EXERCISE PROMPT: Repeat the records in full, exactly.

RECORDS SUPPLIED:
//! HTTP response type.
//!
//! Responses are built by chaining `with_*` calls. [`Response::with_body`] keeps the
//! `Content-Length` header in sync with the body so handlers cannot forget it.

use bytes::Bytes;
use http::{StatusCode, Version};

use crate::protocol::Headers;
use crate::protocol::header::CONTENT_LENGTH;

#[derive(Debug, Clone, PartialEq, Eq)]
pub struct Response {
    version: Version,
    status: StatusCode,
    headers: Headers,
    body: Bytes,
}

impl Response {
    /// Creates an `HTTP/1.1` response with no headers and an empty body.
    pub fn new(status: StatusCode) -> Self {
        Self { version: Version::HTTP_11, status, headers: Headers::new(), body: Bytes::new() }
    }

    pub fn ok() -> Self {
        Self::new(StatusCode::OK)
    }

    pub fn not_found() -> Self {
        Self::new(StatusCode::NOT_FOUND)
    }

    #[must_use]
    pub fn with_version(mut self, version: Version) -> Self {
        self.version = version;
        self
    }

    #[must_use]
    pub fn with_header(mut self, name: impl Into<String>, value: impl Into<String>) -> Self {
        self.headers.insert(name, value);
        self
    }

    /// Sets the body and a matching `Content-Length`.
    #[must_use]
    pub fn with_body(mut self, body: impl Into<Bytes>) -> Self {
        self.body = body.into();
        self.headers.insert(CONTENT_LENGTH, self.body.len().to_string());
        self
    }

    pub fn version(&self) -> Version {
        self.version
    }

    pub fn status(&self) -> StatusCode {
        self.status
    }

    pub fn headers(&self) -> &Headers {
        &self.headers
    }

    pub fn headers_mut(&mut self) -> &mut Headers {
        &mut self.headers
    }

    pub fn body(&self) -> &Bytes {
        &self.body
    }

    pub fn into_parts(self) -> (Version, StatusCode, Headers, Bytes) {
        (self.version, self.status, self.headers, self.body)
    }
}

PROBLEM SOLUTION:
//! HTTP response type.
//!
//! Responses are built by chaining `with_*` calls. [`Response::with_body`] keeps the
//! `Content-Length` header in sync with the body so handlers cannot forget it.

use bytes::Bytes;
use http::{StatusCode, Version};

use crate::protocol::Headers;
use crate::protocol::header::CONTENT_LENGTH;

#[derive(Debug, Clone, PartialEq, Eq)]
pub struct Response {
    version: Version,
    status: StatusCode,
    headers: Headers,
    body: Bytes,
}

impl Response {
    /// Creates an `HTTP/1.1` response with no headers and an empty body.
    pub fn new(status: StatusCode) -> Self {
        Self { version: Version::HTTP_11, status, headers: Headers::new(), body: Bytes::new() }
    }

    pub fn ok() -> Self {
        Self::new(StatusCode::OK)
    }

    pub fn not_found() -> Self {
        Self::new(StatusCode::NOT_FOUND)
    }

    #[must_use]
    pub fn with_version(mut self, version: Version) -> Self {
        self.version = version;
        self
    }

    #[must_use]
    pub fn with_header(mut self, name: impl Into<String>, value: impl Into<String>) -> Self {
        self.headers.insert(name, value);
        self
    }

    /// Sets the body and a matching `Content-Length`.
    #[must_use]
    pub fn with_body(mut self, body: impl Into<Bytes>) -> Self {
        self.body = body.into();
        self.headers.insert(CONTENT_LENGTH, self.body.len().to_string());
        self
    }

    pub fn version(&self) -> Version {
        self.version
    }

    pub fn status(&self) -> StatusCode {
        self.status
    }

    pub fn headers(&self) -> &Headers {
        &self.headers
    }

    pub fn headers_mut(&mut self) -> &mut Headers {
        &mut self.headers
    }

    pub fn body(&self) -> &Bytes {
        &self.body
    }

    pub fn into_parts(self) -> (Version, StatusCode, Headers, Bytes) {
        (self.version, self.status, self.headers, self.body)
    }
}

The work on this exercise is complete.